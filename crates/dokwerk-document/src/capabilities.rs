// SPDX-License-Identifier: PMPL-1.0-or-later
// Copyright (c) 2026 Jonathan D.A. Jewell (hyperpolymath) <jonathan.jewell@open.ac.uk>
//
// What this build can do, for listing to callers.

use dokwerk_core::types::{CompressionLevel, DocumentFormat, ImageKind};
use serde::{Deserialize, Serialize};

use crate::convert::SUPPORTED_CONVERSIONS;
use crate::ocr::languages::LANGUAGES;

#[derive(Debug, Clone, PartialEq, Eq, Serialize, Deserialize)]
pub struct ConversionPair {
    pub from: DocumentFormat,
    pub to: DocumentFormat,
}

#[derive(Debug, Clone, PartialEq, Eq, Serialize, Deserialize)]
pub struct LevelInfo {
    pub level: CompressionLevel,
    pub description: String,
}

#[derive(Debug, Clone, PartialEq, Eq, Serialize, Deserialize)]
pub struct LanguageInfo {
    pub code: String,
    pub name: String,
}

#[derive(Debug, Clone, PartialEq, Eq, Serialize, Deserialize)]
pub struct Capabilities {
    pub conversions: Vec<ConversionPair>,
    pub compression_levels: Vec<LevelInfo>,
    pub default_compression_level: CompressionLevel,
    /// MIME types accepted for OCR.
    pub ocr_formats: Vec<String>,
    pub ocr_languages: Vec<LanguageInfo>,
    pub default_language: String,
    pub ocr_backend: String,
}

impl Capabilities {
    pub fn collect(default_language: &str, ocr_backend: &str) -> Self {
        Self {
            conversions: SUPPORTED_CONVERSIONS
                .iter()
                .map(|&(from, to)| ConversionPair { from, to })
                .collect(),
            compression_levels: CompressionLevel::ALL
                .iter()
                .map(|&level| LevelInfo {
                    level,
                    description: level.description().to_string(),
                })
                .collect(),
            default_compression_level: CompressionLevel::default(),
            ocr_formats: ImageKind::OCR_SUPPORTED
                .iter()
                .map(|kind| kind.mime_type().to_string())
                .collect(),
            ocr_languages: LANGUAGES
                .iter()
                .map(|(code, name)| LanguageInfo {
                    code: code.to_string(),
                    name: name.to_string(),
                })
                .collect(),
            default_language: default_language.to_string(),
            ocr_backend: ocr_backend.to_string(),
        }
    }
}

■ ■ ■

Please give each line above again, word for word.

filename crates/dokwerk-document/src/capabilities.rs
// SPDX-License-Identifier: PMPL-1.0-or-later
// Copyright (c) 2026 Jonathan D.A. Jewell (hyperpolymath) <jonathan.jewell@open.ac.uk>
//
// What this build can do, for listing to callers.

use dokwerk_core::types::{CompressionLevel, DocumentFormat, ImageKind};
use serde::{Deserialize, Serialize};

use crate::convert::SUPPORTED_CONVERSIONS;
use crate::ocr::languages::LANGUAGES;

#[derive(Debug, Clone, PartialEq, Eq, Serialize, Deserialize)]
pub struct ConversionPair {
    pub from: DocumentFormat,
    pub to: DocumentFormat,
}

#[derive(Debug, Clone, PartialEq, Eq, Serialize, Deserialize)]
pub struct LevelInfo {
    pub level: CompressionLevel,
    pub description: String,
}

#[derive(Debug, Clone, PartialEq, Eq, Serialize, Deserialize)]
pub struct LanguageInfo {
    pub code: String,
    pub name: String,
}

#[derive(Debug, Clone, PartialEq, Eq, Serialize, Deserialize)]
pub struct Capabilities {
    pub conversions: Vec<ConversionPair>,
    pub compression_levels: Vec<LevelInfo>,
    pub default_compression_level: CompressionLevel,
    /// MIME types accepted for OCR.
    pub ocr_formats: Vec<String>,
    pub ocr_languages: Vec<LanguageInfo>,
    pub default_language: String,
    pub ocr_backend: String,
}

impl Capabilities {
    pub fn collect(default_language: &str, ocr_backend: &str) -> Self {
        Self {
            conversions: SUPPORTED_CONVERSIONS
                .iter()
                .map(|&(from, to)| ConversionPair { from, to })
                .collect(),
            compression_levels: CompressionLevel::ALL
                .iter()
                .map(|&level| LevelInfo {
                    level,
                    description: level.description().to_string(),
                })
                .collect(),
            default_compression_level: CompressionLevel::default(),
            ocr_formats: ImageKind::OCR_SUPPORTED
                .iter()
                .map(|kind| kind.mime_type().to_string())
                .collect(),
            ocr_languages: LANGUAGES
                .iter()
                .map(|(code, name)| LanguageInfo {
                    code: code.to_string(),
                    name: name.to_string(),
                })
                .collect(),
            default_language: default_language.to_string(),
            ocr_backend: ocr_backend.to_string(),
        }
    }
}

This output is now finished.